Regardless of Stewart’s importance to MSO, she is not the corporation. And it is unreasonable to impose a duty upon the Board to monitor Stewart’s personal affairs because such a requirement is neither legitimate nor feasible. Monitoring Stewart by, for example, hiring a private detective to monitor her behavior is more likely to generate liability to Stewart under some tort theory than to protect the Company from a decline in its stock price as a result of harm to Stewart’s public image
[A] corporate officer or director may not take a business opportunity for his own if: (1) the corporation is financially able to exploit the opportunity; (2) the opportunity is within the corporation’s line of business; (3) the corporation has an interest or expectancy in the opportunity; and (4) by taking the opportunity for his own, the corporate fiduciary will thereby be placed in a position [inimical] to his duties to the corporation.

In this analysis, no single factor is dispositive. Instead the Court must balance all factors as they apply to a particular case. For purposes of the present motion, I assume that the sales of stock to ValueAct could be considered to be a “business opportunity.” I now address each of the four factors articulated in Broz
The amended complaint asserts that MSO was able to exploit this opportunity because the Company’s certificate of incorporation had sufficient authorized, yet unissued, shares of Class A common stock to cover the sale to ValueAct. Defendants do not deny that the Company could have sold previously unissued shares to ValueAct. I therefore conclude that the first factor has been met.
An opportunity is within a corporation’s line of business if it is an activity as to which [the corporation] has fundamental knowledge, practical experience and ability to pursue.
MSO is a consumer products company, not an investment company. Simply stated, selling stock is not the same line of business as selling advice to homemakers. . . . For the foregoing reasons, I therefore conclude that the sale of stock by Stewart was not within MSO’s line of business.

A corporation has an interest or expectancy in an opportunity if there is “some tie between that property and the nature of the corporate business.” . . . Here, plaintiff does not allege any facts that would imply that MSO was in need of additional capital, seeking additional capital, or even remotely interested in finding new investors.
The corporate opportunity doctrine is implicated only in cases where the fiduciary’s seizure of an opportunity results in a conflict between the fiduciary’s duties to the corporation and the self-interest of the director as actualized by the exploitation of the opportunity. Given that I have concluded that MSO had no interest or expectancy in the issuance of new stock to ValueAct, I fail to see, based on the allegations before me, how Stewart’s . . . sales placed [her] in a position inimical to their duties to the Company. Were I to decide otherwise, directors of every Delaware corporation would be faced with the ever-present specter of suit for breach of their duty of loyalty if they sold stock in the company on whose Board they sit.
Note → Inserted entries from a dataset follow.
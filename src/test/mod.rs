mod dma_sim;
mod ext_desc;
mod tx_path;

use crate::pkt::{PacketSpec, TcpFlagSpec, TxPacket};
use crate::tso::SegmentDescriptor;

/// 1000 字节线性载荷 + 一个 2000 字节载荷块，mss 1460，带 FIN
fn split_3000_spec() -> PacketSpec {
    PacketSpec {
        ip_id: 7,
        tcp_seq: 1000,
        flags: TcpFlagSpec {
            fin: true,
            ack: true,
            psh: true,
            ..TcpFlagSpec::default()
        },
        linear_payload: 1000,
        chunks: vec![2000],
        mss: 1460,
        ..PacketSpec::default()
    }
}

fn chain(n: usize) -> Vec<SegmentDescriptor> {
    vec![SegmentDescriptor::default(); n]
}

/// 把虚拟地址换算成它在整包字节流里的偏移
fn stream_offset(pkt: &TxPacket, vaddr: usize) -> Option<usize> {
    let mut base = 0;
    let regions = std::iter::once((pkt.linear_vaddr(), pkt.linear().len()))
        .chain(pkt.chunks().iter().map(|c| (c.vaddr(), c.len())));
    for (start, len) in regions {
        if vaddr >= start && vaddr < start + len {
            return Some(base + (vaddr - start));
        }
        base += len;
    }
    None
}

/// 所有载荷片段首尾相接地覆盖 `[header_len, pkt.len())`
fn assert_payload_covered(pkt: &TxPacket, header_len: usize, segs: &[SegmentDescriptor]) {
    let mut next = header_len;
    for (i, seg) in segs.iter().enumerate() {
        let header = seg.header_frag().expect("header fragment");
        assert_eq!(header.vaddr, pkt.linear_vaddr(), "seg {i} header vaddr");
        assert_eq!(header.len, header_len, "seg {i} header len");
        for frag in seg.payload_frags() {
            assert_eq!(stream_offset(pkt, frag.vaddr), Some(next), "seg {i} fragment out of order");
            next += frag.len;
        }
    }
    assert_eq!(next, pkt.len(), "payload not fully covered");
}
//! TSO 分段演示
//!
//! 按命令行参数（或 JSON 描述）合成一个巨型 TCP 包，切成硬件分段并逐段打印。

use std::fs;
use std::path::PathBuf;
use std::process::ExitCode;

use clap::Parser;
use serde::Deserialize;
use tracing::{debug, error, info};
use tso_rs::dma::{DmaSpec, SimDmaMapper};
use tso_rs::pkt::{EtherKind, PacketSpec, TcpFlagSpec};
use tso_rs::report::PacketReport;
use tso_rs::tso::inspect;
use tso_rs::tx::TsoTx;

#[derive(Debug, Parser)]
#[command(name = "tso-split", about = "把一个巨型 TCP 包切成 TSO 分段描述符")]
struct Args {
    /// JSON 包描述；给出时忽略下面的包参数
    #[arg(long)]
    spec: Option<PathBuf>,

    #[arg(long, default_value_t = 1460)]
    mss: u32,
    /// 头部之后仍在线性区的载荷字节数
    #[arg(long, default_value_t = 0)]
    linear_payload: usize,
    /// 载荷块长度（可重复）
    #[arg(long = "chunk")]
    chunks: Vec<usize>,
    /// ipv4 / ipv6 / arp
    #[arg(long, default_value = "ipv4")]
    ether_type: String,
    /// 802.1Q VLAN ID（可重复）
    #[arg(long = "vlan")]
    vlans: Vec<u16>,
    /// 覆盖 IP 协议号（例如 17 = UDP）
    #[arg(long)]
    ip_proto: Option<u8>,
    #[arg(long, default_value_t = 0)]
    seq: u32,
    #[arg(long, default_value_t = 0)]
    ip_id: u16,
    #[arg(long)]
    fin: bool,
    #[arg(long)]
    psh: bool,

    /// 前 n 次 DMA 映射成功，之后失败
    #[arg(long)]
    fail_map_after: Option<u64>,
    #[arg(long, default_value_t = 64)]
    pool_size: usize,
    /// 输出 JSON 报告
    #[arg(long)]
    json: Option<PathBuf>,
}

/// `--spec` 文件：包描述加上可选的 DMA 配置
#[derive(Debug, Deserialize)]
struct SplitFile {
    #[serde(flatten)]
    packet: PacketSpec,
    #[serde(default)]
    dma: DmaSpec,
}

fn parse_ether(s: &str) -> Result<EtherKind, String> {
    match s {
        "ipv4" => Ok(EtherKind::Ipv4),
        "ipv6" => Ok(EtherKind::Ipv6),
        "arp" => Ok(EtherKind::Arp),
        other => Err(format!("unknown ether type {other:?}")),
    }
}

fn load(args: &Args) -> Result<(PacketSpec, DmaSpec), String> {
    let (spec, mut dma) = if let Some(path) = &args.spec {
        let raw = fs::read_to_string(path).map_err(|e| format!("read {}: {e}", path.display()))?;
        let file: SplitFile = serde_json::from_str(&raw).map_err(|e| format!("parse {}: {e}", path.display()))?;
        (file.packet, file.dma)
    } else {
        let spec = PacketSpec {
            ether: parse_ether(&args.ether_type)?,
            vlan_tags: args.vlans.clone(),
            ip_proto: args.ip_proto,
            ip_id: args.ip_id,
            tcp_seq: args.seq,
            flags: TcpFlagSpec {
                fin: args.fin,
                psh: args.psh,
                ack: true,
                ..TcpFlagSpec::default()
            },
            linear_payload: args.linear_payload,
            chunks: args.chunks.clone(),
            mss: args.mss,
            ..PacketSpec::default()
        };
        (spec, DmaSpec::default())
    };
    spec.validate().map_err(|e| e.to_string())?;
    if args.fail_map_after.is_some() {
        dma.fail_after = args.fail_map_after;
    }
    Ok((spec, dma))
}

fn run(args: &Args) -> Result<(), String> {
    let (spec, dma) = load(args)?;
    let pkt = spec.build();
    debug!(len = pkt.len(), header_len = spec.header_len(), "合成数据包");

    let mut tx = TsoTx::new(args.pool_size, SimDmaMapper::new(dma));
    let prepared = tx.prepare(&pkt).map_err(|e| e.to_string())?;

    if !prepared.is_tso {
        println!("not_tso len={}", pkt.len());
        return Ok(());
    }

    let common = inspect(&pkt).map_err(|e| e.to_string())?;
    let report = PacketReport::new(&common, pkt.gso_size(), &prepared.segments);
    println!("segments={} payload={}", report.segments.len(), report.payload_len);
    for seg in &report.segments {
        let ip_id = seg.ip_id.map(|id| id.to_string()).unwrap_or_else(|| "-".to_string());
        println!(
            "seg i={} seq={} ip_id={} len={} frags={} fin={}",
            seg.index,
            seg.tcp_seq,
            ip_id,
            seg.payload_len,
            seg.frags.len(),
            seg.fin
        );
    }

    if let Some(path) = &args.json {
        let raw = serde_json::to_string_pretty(&report).map_err(|e| e.to_string())?;
        fs::write(path, raw).map_err(|e| format!("write {}: {e}", path.display()))?;
        info!(path = %path.display(), "写出 JSON 报告");
    }

    tx.complete(prepared).map_err(|e| e.to_string())?;
    println!("outstanding_mappings={}", tx.mapper().outstanding());
    Ok(())
}

fn main() -> ExitCode {
    tracing_subscriber::fmt()
        .with_env_filter(
            tracing_subscriber::EnvFilter::try_from_default_env()
                .unwrap_or_else(|_| tracing_subscriber::EnvFilter::new("info")),
        )
        .with_writer(std::io::stderr)
        .with_file(true)
        .with_line_number(true)
        .with_target(true)
        .init();

    let args = Args::parse();
    match run(&args) {
        Ok(()) => ExitCode::SUCCESS,
        Err(e) => {
            error!("{e}");
            eprintln!("error: {e}");
            ExitCode::FAILURE
        }
    }
}
use serde::{Deserialize, Serialize};

use crate::tso::{CommonSegmentInfo, EtherType, SegmentDescriptor};
use crate::tx::encode_ext_desc;

/// 片段在报告中的样子（不输出虚拟地址，避免结果依赖进程内存布局）
#[derive(Debug, Clone, Serialize, Deserialize)]
pub struct FragReport {
    pub len: usize,
    pub paddr_lo: u32,
    pub paddr_hi: u32,
}

#[derive(Debug, Clone, Serialize, Deserialize)]
pub struct SegmentReport {
    pub index: usize,
    pub tcp_seq: u32,
    /// IPv6 没有 IP ID
    #[serde(skip_serializing_if = "Option::is_none")]
    pub ip_id: Option<u16>,
    pub payload_len: usize,
    pub ip_len: u16,
    pub tcp_flags: u8,
    pub fin: bool,
    pub frags: Vec<FragReport>,
    /// 扩展描述符原始字（十六进制）
    pub ext_desc: Vec<String>,
}

#[derive(Debug, Clone, Serialize, Deserialize)]
pub struct PacketReport {
    /// "ipv4" / "ipv6"
    pub ether_type: String,
    pub l2_header_len: usize,
    pub header_len: usize,
    pub payload_len: usize,
    pub mss: u32,
    pub segments: Vec<SegmentReport>,
}

impl SegmentReport {
    pub fn new(index: usize, seg: &SegmentDescriptor, ipv4: bool) -> Self {
        Self {
            index,
            tcp_seq: seg.tcp_seq(),
            ip_id: ipv4.then(|| seg.ip_id()),
            payload_len: seg.payload_len,
            ip_len: seg.flags.ip_len,
            tcp_flags: seg.flags.tcp_flags.0,
            fin: seg.fin(),
            frags: seg
                .frags
                .as_slice()
                .iter()
                .map(|f| FragReport {
                    len: f.len,
                    paddr_lo: f.paddr_lo,
                    paddr_hi: f.paddr_hi,
                })
                .collect(),
            ext_desc: encode_ext_desc(seg).iter().map(|w| format!("{w:#010x}")).collect(),
        }
    }
}

impl PacketReport {
    pub fn new(info: &CommonSegmentInfo, mss: u32, segments: &[SegmentDescriptor]) -> Self {
        let ipv4 = info.ether_type == EtherType::Ipv4;
        Self {
            ether_type: if ipv4 { "ipv4" } else { "ipv6" }.to_string(),
            l2_header_len: info.l2_header_len,
            header_len: info.combined_header_len,
            payload_len: segments.iter().map(|s| s.payload_len).sum(),
            mss,
            segments: segments
                .iter()
                .enumerate()
                .map(|(i, s)| SegmentReport::new(i, s, ipv4))
                .collect(),
        }
    }
}
//! 以太网 / IP / TCP 头部常量与按网络字节序读取的辅助函数。

pub const ETH_HLEN: usize = 14;
pub const VLAN_HLEN: usize = 4;

pub const ETH_P_IP: u16 = 0x0800;
pub const ETH_P_ARP: u16 = 0x0806;
pub const ETH_P_IPV6: u16 = 0x86DD;
pub const ETH_P_8021Q: u16 = 0x8100;
pub const ETH_P_8021AD: u16 = 0x88A8;

pub const IPPROTO_HOPOPTS: u8 = 0;
pub const IPPROTO_TCP: u8 = 6;
pub const IPPROTO_UDP: u8 = 17;
pub const IPPROTO_ROUTING: u8 = 43;
pub const IPPROTO_DSTOPTS: u8 = 60;

pub const IPV4_MIN_HLEN: usize = 20;
pub const IPV6_HLEN: usize = 40;
pub const TCP_MIN_HLEN: usize = 20;

// IPv4 字段偏移
pub const IPV4_ID_OFF: usize = 4;
pub const IPV4_PROTO_OFF: usize = 9;
// IPv6 字段偏移
pub const IPV6_NEXT_HDR_OFF: usize = 6;
// TCP 字段偏移
pub const TCP_SEQ_OFF: usize = 4;
pub const TCP_DOFF_OFF: usize = 12;
pub const TCP_FLAGS_OFF: usize = 13;

pub fn read_u8(buf: &[u8], off: usize) -> Option<u8> {
    buf.get(off).copied()
}

pub fn read_u16_be(buf: &[u8], off: usize) -> Option<u16> {
    let b = buf.get(off..off.checked_add(2)?)?;
    Some(u16::from_be_bytes([b[0], b[1]]))
}

pub fn read_u32_be(buf: &[u8], off: usize) -> Option<u32> {
    let b = buf.get(off..off.checked_add(4)?)?;
    Some(u32::from_be_bytes([b[0], b[1], b[2], b[3]]))
}

/// 是否为 IPv6 扩展头（只识别 TSO 路径上会出现的三种）
pub fn is_ipv6_ext_header(next: u8) -> bool {
    matches!(next, IPPROTO_HOPOPTS | IPPROTO_ROUTING | IPPROTO_DSTOPTS)
}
Additionally, Delaware courts have recognized a policy that allows officers and directors of corporations to buy and sell shares of that corporation at will so long as they act in good faith.
On balancing the four factors, I conclude that plaintiff has failed to plead facts sufficient to state a claim that Stewart . . . usurped a corporate opportunity for [herself] in violation of [her] fiduciary duty of loyalty to MSO. [This count] is dismissed in its entirety for failure to state a claim upon which relief can be granted.